Por este motivo, los nutricionistas aconsejan que al menos el 50% de las calorías totales que se consumen provengan de los hidratos de carbono y alimentos como el pan, arroz o la pasta, contienen grandes cantidades de estos compuestos de los que recomiendan tomar entre cinco y seis raciones diarias. Además, en contra de las leyendas populares, el pan no engorda, ya que la harina de trigo apenas contiene grasa.
También aporta vitaminas hidrosolubles del grupo B, en concreto, contiene vitaminas B1, que desempeña un papel fundamental en el sistema nervioso, B2, que interviene en la producción de los glóbulos rojos, actúa como antioxidante y tiene una acción vasodilatadora, Niacina, vitamina B6 y ácido fólico, que es una vitamina de gran relevancia en la replicación celular y que resulta esencial en el crecimiento y en la formación de los glóbulos rojos y blancos.
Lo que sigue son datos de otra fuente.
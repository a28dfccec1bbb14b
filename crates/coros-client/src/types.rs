//! Typed views of the Coros team API responses. Only the fields the
//! client consumes are declared; everything else is ignored on the wire.

use serde::Deserialize;

// ─── Envelope ─────────────────────────────────────────────────────────────

/// Every endpoint wraps its payload in `{ data, message, ... }`.
#[derive(Debug, Deserialize)]
#[serde(bound(deserialize = "T: Deserialize<'de>"))]
pub struct ApiEnvelope<T> {
    #[serde(default)]
    pub data: Option<T>,
    #[serde(default)]
    pub message: Option<String>,
}

// ─── Login ────────────────────────────────────────────────────────────────

#[derive(Debug, Deserialize)]
#[serde(rename_all = "camelCase")]
pub struct LoginData {
    #[serde(default)]
    pub access_token: Option<String>,
}

// ─── Activity listing ─────────────────────────────────────────────────────

#[derive(Debug, Deserialize)]
#[serde(rename_all = "camelCase")]
pub struct ActivityPage {
    #[serde(default)]
    pub data_list: Vec<ActivityRow>,
}

#[derive(Debug, Deserialize)]
#[serde(rename_all = "camelCase")]
pub struct ActivityRow {
    /// Missing on some synthetic rows; those are skipped by the listing.
    #[serde(default)]
    pub label_id: Option<LabelId>,
    #[serde(default)]
    pub sport_type: i64,
}

/// The service emits `labelId` as either a JSON number or a string.
#[derive(Debug, Deserialize)]
#[serde(untagged)]
pub enum LabelId {
    Number(i64),
    Text(String),
}

impl std::fmt::Display for LabelId {
    fn fmt(&self, f: &mut std::fmt::Formatter<'_>) -> std::fmt::Result {
        match self {
            LabelId::Number(n) => write!(f, "{n}"),
            LabelId::Text(s) => f.write_str(s),
        }
    }
}

// ─── Download ─────────────────────────────────────────────────────────────

#[derive(Debug, Deserialize)]
#[serde(rename_all = "camelCase")]
pub struct DownloadData {
    #[serde(default)]
    pub file_url: Option<String>,
}

// ─── Tests ────────────────────────────────────────────────────────────────
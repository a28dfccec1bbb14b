use serde::{Deserialize, Serialize};

use crate::error::StrideError;

// ---------------------------------------------------------------------------
// FileKind
// ---------------------------------------------------------------------------

/// Raw activity file format requested from the remote service.
#[derive(Debug, Clone, Copy, PartialEq, Eq, Hash, Serialize, Deserialize)]
#[serde(rename_all = "lowercase")]
pub enum FileKind {
    Fit,
    Gpx,
    Tcx,
}

impl FileKind {
    pub fn all() -> &'static [FileKind] {
        &[FileKind::Fit, FileKind::Gpx, FileKind::Tcx]
    }

    pub fn as_str(&self) -> &'static str {
        match self {
            FileKind::Fit => "fit",
            FileKind::Gpx => "gpx",
            FileKind::Tcx => "tcx",
        }
    }

    /// Filename extension, without the dot.
    pub fn extension(&self) -> &'static str {
        self.as_str()
    }
}

impl std::fmt::Display for FileKind {
    fn fmt(&self, f: &mut std::fmt::Formatter<'_>) -> std::fmt::Result {
        f.write_str(self.as_str())
    }
}

impl std::str::FromStr for FileKind {
    type Err = StrideError;

    fn from_str(s: &str) -> Result<Self, Self::Err> {
        match s {
            "fit" => Ok(FileKind::Fit),
            "gpx" => Ok(FileKind::Gpx),
            "tcx" => Ok(FileKind::Tcx),
            _ => Err(StrideError::UnsupportedFileKind(s.to_string())),
        }
    }
}

// ---------------------------------------------------------------------------
// ActivityRef
// ---------------------------------------------------------------------------

/// One activity as reported by the remote listing: identifier plus the
/// service's numeric sport type. Rebuilt from scratch every sync pass.
#[derive(Debug, Clone, PartialEq, Eq, Serialize, Deserialize)]
pub struct ActivityRef {
    pub id: String,
    pub sport: i64,
}

impl ActivityRef {
    pub fn new(id: impl Into<String>, sport: i64) -> Self {
        ActivityRef {
            id: id.into(),
            sport,
        }
    }
}

// ---------------------------------------------------------------------------
// Tests
// ---------------------------------------------------------------------------
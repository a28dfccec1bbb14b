use std::path::Path;

use anyhow::Context;
use coros_client::CorosClient;
use stride_core::config::UsersConfig;
use stride_core::sync::{self, BatchReport, SyncOptions};
use stride_core::types::FileKind;

use crate::output::{print_json, print_table};

/// Exit codes above this would collide with shell conventions.
const MAX_EXIT_CODE: usize = 100;

pub fn run(
    root: &Path,
    config: &Path,
    only_run: bool,
    kind: FileKind,
    json: bool,
) -> anyhow::Result<i32> {
    let cfg = UsersConfig::load(config).context("failed to load accounts config")?;
    for warning in cfg.validate() {
        tracing::warn!("{}", warning.message);
    }

    let connector = CorosClient::new().context("failed to build http client")?;
    let opts = SyncOptions {
        kind,
        only_run,
        ..Default::default()
    };

    let rt = tokio::runtime::Runtime::new().context("failed to create tokio runtime")?;
    let report = rt.block_on(sync::sync_accounts(&connector, &cfg, root, &opts));

    if json {
        print_json(&report_json(&report))?;
    } else {
        render(&report);
    }

    // The batch always attempts every account; the exit code carries the
    // aggregate failure count so operators can alert on partial runs.
    Ok(report.failed_accounts().min(MAX_EXIT_CODE) as i32)
}

fn report_json(report: &BatchReport) -> serde_json::Value {
    let accounts: Vec<serde_json::Value> = report
        .outcomes
        .iter()
        .map(|outcome| match &outcome.result {
            Ok(s) => serde_json::json!({
                "account": outcome.account,
                "status": "ok",
                "remote": s.remote,
                "pending": s.pending,
                "saved": s.saved,
                "skipped": s.skipped,
                "download_failures": s
                    .fetch_failures
                    .iter()
                    .map(|f| serde_json::json!({
                        "activity": f.activity_id,
                        "error": f.error.to_string(),
                    }))
                    .collect::<Vec<_>>(),
                "cataloged": s.artifacts.activity_count,
            }),
            Err(f) => serde_json::json!({
                "account": outcome.account,
                "status": "failed",
                "stage": f.stage.as_str(),
                "error": f.source.to_string(),
            }),
        })
        .collect();

    serde_json::json!({
        "accounts": accounts,
        "failed": report.failed_accounts(),
    })
}

fn render(report: &BatchReport) {
    let rows: Vec<Vec<String>> = report
        .outcomes
        .iter()
        .map(|outcome| match &outcome.result {
            Ok(s) => vec![
                outcome.account.clone(),
                "ok".to_string(),
                s.remote.to_string(),
                s.saved.to_string(),
                s.fetch_failures.len().to_string(),
            ],
            Err(f) => vec![
                outcome.account.clone(),
                format!("failed ({})", f.stage),
                "-".to_string(),
                "-".to_string(),
                "-".to_string(),
            ],
        })
        .collect();

    print_table(&["ACCOUNT", "STATUS", "REMOTE", "NEW", "DL-ERRORS"], rows);

    let failed = report.failed_accounts();
    if failed > 0 {
        println!("\n{failed} of {} accounts failed", report.outcomes.len());
    }
}
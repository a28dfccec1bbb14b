use std::path::Path;

use anyhow::Context;
use stride_core::artifact;
use stride_core::config::UsersConfig;
use stride_core::paths;
use stride_core::types::FileKind;

use crate::output::{print_json, print_table};

/// Offline artifact rebuild: re-catalog whatever raw files the workspaces
/// already hold. Credentials are not required.
pub fn run(
    root: &Path,
    config: &Path,
    only: Option<&str>,
    kind: FileKind,
    json: bool,
) -> anyhow::Result<i32> {
    let cfg = UsersConfig::load(config).context("failed to load accounts config")?;

    let mut built = Vec::new();
    let mut matched = false;
    for user in &cfg.users {
        if let Some(name) = only {
            if user.name != name {
                continue;
            }
        }
        matched = true;
        if paths::validate_account_name(&user.name).is_err() {
            tracing::warn!(account = %user.name, "skipping account with unsafe name");
            continue;
        }
        let workspace = paths::workspace_dir(root, &user.name, kind);
        let set = artifact::build(
            &workspace,
            &paths::database_path(root, &user.name),
            &paths::export_path(root, &user.name),
            kind,
            &user.name,
        )
        .with_context(|| format!("failed to build artifacts for '{}'", user.name))?;
        built.push((user.name.clone(), set));
    }

    if let Some(name) = only {
        if !matched {
            anyhow::bail!("no account named '{name}' in config");
        }
    }

    if json {
        let value: Vec<serde_json::Value> = built
            .iter()
            .map(|(name, set)| {
                serde_json::json!({
                    "account": name,
                    "cataloged": set.activity_count,
                    "database": set.database,
                    "export": set.export,
                })
            })
            .collect();
        print_json(&value)?;
    } else {
        let rows = built
            .iter()
            .map(|(name, set)| {
                vec![
                    name.clone(),
                    set.activity_count.to_string(),
                    set.database.display().to_string(),
                ]
            })
            .collect();
        print_table(&["ACCOUNT", "ACTIVITIES", "DATABASE"], rows);
    }

    Ok(0)
}
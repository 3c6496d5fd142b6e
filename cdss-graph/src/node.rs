//! Node names and the stage machine that sequences them.

use std::fmt;

use serde::{Deserialize, Serialize};

/// A node of the guideline graph.
#[derive(Debug, Clone, Copy, PartialEq, Eq, Hash, Serialize, Deserialize)]
#[serde(rename_all = "snake_case")]
pub enum NodeName {
    IntentClassifier,
    GeneralQuery,
    DocLoader,
    TextSplitter,
    VectorDb,
    RetrieveDocuments,
    Generation,
}

impl NodeName {
    pub fn as_str(self) -> &'static str {
        match self {
            Self::IntentClassifier => "intent_classifier",
            Self::GeneralQuery => "general_query",
            Self::DocLoader => "doc_loader",
            Self::TextSplitter => "text_splitter",
            Self::VectorDb => "vector_db",
            Self::RetrieveDocuments => "retrieve_documents",
            Self::Generation => "generation",
        }
    }
}

impl fmt::Display for NodeName {
    fn fmt(&self, f: &mut fmt::Formatter<'_>) -> fmt::Result {
        f.write_str(self.as_str())
    }
}

/// Where an invocation currently is.
///
/// `Classifying` is the entry point and the only stage with two successors;
/// every path ends in `Done`.
#[derive(Debug, Clone, Copy, PartialEq, Eq)]
pub enum Stage {
    Classifying,
    RespondingGeneral,
    Loading,
    Splitting,
    Indexing,
    Retrieving,
    Generating,
    Done,
}

impl Stage {
    /// The node that runs in this stage, or `None` once finished.
    pub fn node(self) -> Option<NodeName> {
        match self {
            Self::Classifying => Some(NodeName::IntentClassifier),
            Self::RespondingGeneral => Some(NodeName::GeneralQuery),
            Self::Loading => Some(NodeName::DocLoader),
            Self::Splitting => Some(NodeName::TextSplitter),
            Self::Indexing => Some(NodeName::VectorDb),
            Self::Retrieving => Some(NodeName::RetrieveDocuments),
            Self::Generating => Some(NodeName::Generation),
            Self::Done => None,
        }
    }
}

#[cfg(test)]
mod tests {
    use super::*;

    #[test]
    fn node_names_serialize_as_graph_labels() {
        for node in [NodeName::IntentClassifier, NodeName::RetrieveDocuments, NodeName::VectorDb] {
            let json = serde_json::to_value(node).unwrap();
            assert_eq!(json, node.as_str());
        }
        assert_eq!(Stage::Done.node(), None);
        assert_eq!(Stage::Indexing.node(), Some(NodeName::VectorDb));
    }
}
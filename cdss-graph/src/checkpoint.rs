//! Per-thread state snapshots taken after every node.

use std::collections::HashMap;

use async_trait::async_trait;
use chrono::{DateTime, Utc};
use serde::{Deserialize, Serialize};
use tokio::sync::RwLock;
use tracing::debug;
use uuid::Uuid;

use crate::error::{GraphError, Result};
use crate::node::NodeName;
use crate::state::ConversationState;

/// Snapshots kept per thread by default.
pub const DEFAULT_MAX_HISTORY: usize = 64;

/// The state of a thread right after `node` finished.
#[derive(Debug, Clone, Serialize, Deserialize)]
pub struct Checkpoint {
    pub id: Uuid,
    pub thread_id: String,
    /// Position in the thread, counted across invocations.
    pub step: u64,
    pub node: NodeName,
    pub state: ConversationState,
    pub created_at: DateTime<Utc>,
}

impl Checkpoint {
    pub fn new(
        thread_id: impl Into<String>,
        step: u64,
        node: NodeName,
        state: ConversationState,
    ) -> Self {
        Self {
            id: Uuid::new_v4(),
            thread_id: thread_id.into(),
            step,
            node,
            state,
            created_at: Utc::now(),
        }
    }
}

/// Storage for thread checkpoints.
#[async_trait]
pub trait Checkpointer: Send + Sync {
    /// Append a checkpoint to its thread.
    async fn put(&self, checkpoint: Checkpoint) -> Result<()>;

    /// The most recent checkpoint of a thread.
    async fn latest(&self, thread_id: &str) -> Result<Option<Checkpoint>>;

    /// Retained checkpoints of a thread, oldest first.
    async fn history(&self, thread_id: &str) -> Result<Vec<Checkpoint>>;

    /// Forget a thread.
    async fn delete_thread(&self, thread_id: &str) -> Result<()>;
}

/// Threads kept by default before the least recently written is evicted.
pub const DEFAULT_MAX_THREADS: usize = 1024;

#[derive(Debug, Default)]
struct ThreadLog {
    history: Vec<Checkpoint>,
    last_write: u64,
}

#[derive(Debug, Default)]
struct Threads {
    logs: HashMap<String, ThreadLog>,
    clock: u64,
}

/// Keeps the last `max_history` checkpoints of at most `max_threads` threads
/// in memory. Writing to a new thread when full evicts the thread written
/// least recently.
#[derive(Debug)]
pub struct InMemoryCheckpointer {
    threads: RwLock<Threads>,
    max_history: usize,
    max_threads: usize,
}

impl Default for InMemoryCheckpointer {
    fn default() -> Self {
        Self::new(DEFAULT_MAX_HISTORY)
    }
}

impl InMemoryCheckpointer {
    pub fn new(max_history: usize) -> Self {
        Self {
            threads: RwLock::new(Threads::default()),
            max_history: max_history.max(1),
            max_threads: DEFAULT_MAX_THREADS,
        }
    }

    /// Cap the number of retained threads.
    pub fn with_max_threads(mut self, max_threads: usize) -> Self {
        self.max_threads = max_threads.max(1);
        self
    }

    /// Number of threads with at least one checkpoint.
    pub async fn thread_count(&self) -> usize {
        self.threads.read().await.logs.len()
    }
}

#[async_trait]
impl Checkpointer for InMemoryCheckpointer {
    async fn put(&self, checkpoint: Checkpoint) -> Result<()> {
        let mut guard = self.threads.write().await;
        let threads = &mut *guard;

        if !threads.logs.contains_key(&checkpoint.thread_id)
            && threads.logs.len() >= self.max_threads
        {
            let oldest = threads
                .logs
                .iter()
                .min_by_key(|(_, log)| log.last_write)
                .map(|(id, _)| id.clone());
            if let Some(evicted) = oldest {
                threads.logs.remove(&evicted);
                debug!(thread_id = %evicted, "evicted least recently used thread");
            }
        }

        threads.clock += 1;
        let clock = threads.clock;
        let log = threads.logs.entry(checkpoint.thread_id.clone()).or_default();

        if let Some(last) = log.history.last().filter(|last| checkpoint.step <= last.step) {
            return Err(GraphError::Checkpoint(format!(
                "step {} for thread '{}' does not follow step {}",
                checkpoint.step, checkpoint.thread_id, last.step
            )));
        }

        debug!(thread_id = %checkpoint.thread_id, step = checkpoint.step, node = %checkpoint.node, "checkpoint saved");
        log.last_write = clock;
        log.history.push(checkpoint);
        if log.history.len() > self.max_history {
            let excess = log.history.len() - self.max_history;
            log.history.drain(0..excess);
        }
        Ok(())
    }

    async fn latest(&self, thread_id: &str) -> Result<Option<Checkpoint>> {
        let threads = self.threads.read().await;
        Ok(threads.logs.get(thread_id).and_then(|log| log.history.last().cloned()))
    }

    async fn history(&self, thread_id: &str) -> Result<Vec<Checkpoint>> {
        let threads = self.threads.read().await;
        Ok(threads.logs.get(thread_id).map(|log| log.history.clone()).unwrap_or_default())
    }

    async fn delete_thread(&self, thread_id: &str) -> Result<()> {
        self.threads.write().await.logs.remove(thread_id);
        Ok(())
    }
}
Es una excelente fuente de minerales como el fósforo, el magnesio que juega un importante papel en todos los procesos bioquímicos, el calcio, responsable de la formación y el mantenimiento del hueso, y el potasio.
También contiene hierro que forma parte de la hemoglobina y es el encargado de transportar el oxígeno desde los pulmones hasta los tejidos; selenio, relacionado con el retraso del envejecimiento celular; yodo, que interviene en el crecimiento; y zinc, que contribuye a aumentar la inmunidad natural del organismo.
Por último, 100 gramos de pan blanco aportan, aproximadamente, 9 gramos de proteínas, por lo que el pan se puede considerar un alimento fundamental en cualquier dieta sana y equilibrada, como explica la campaña ‘Pan Cada Día’.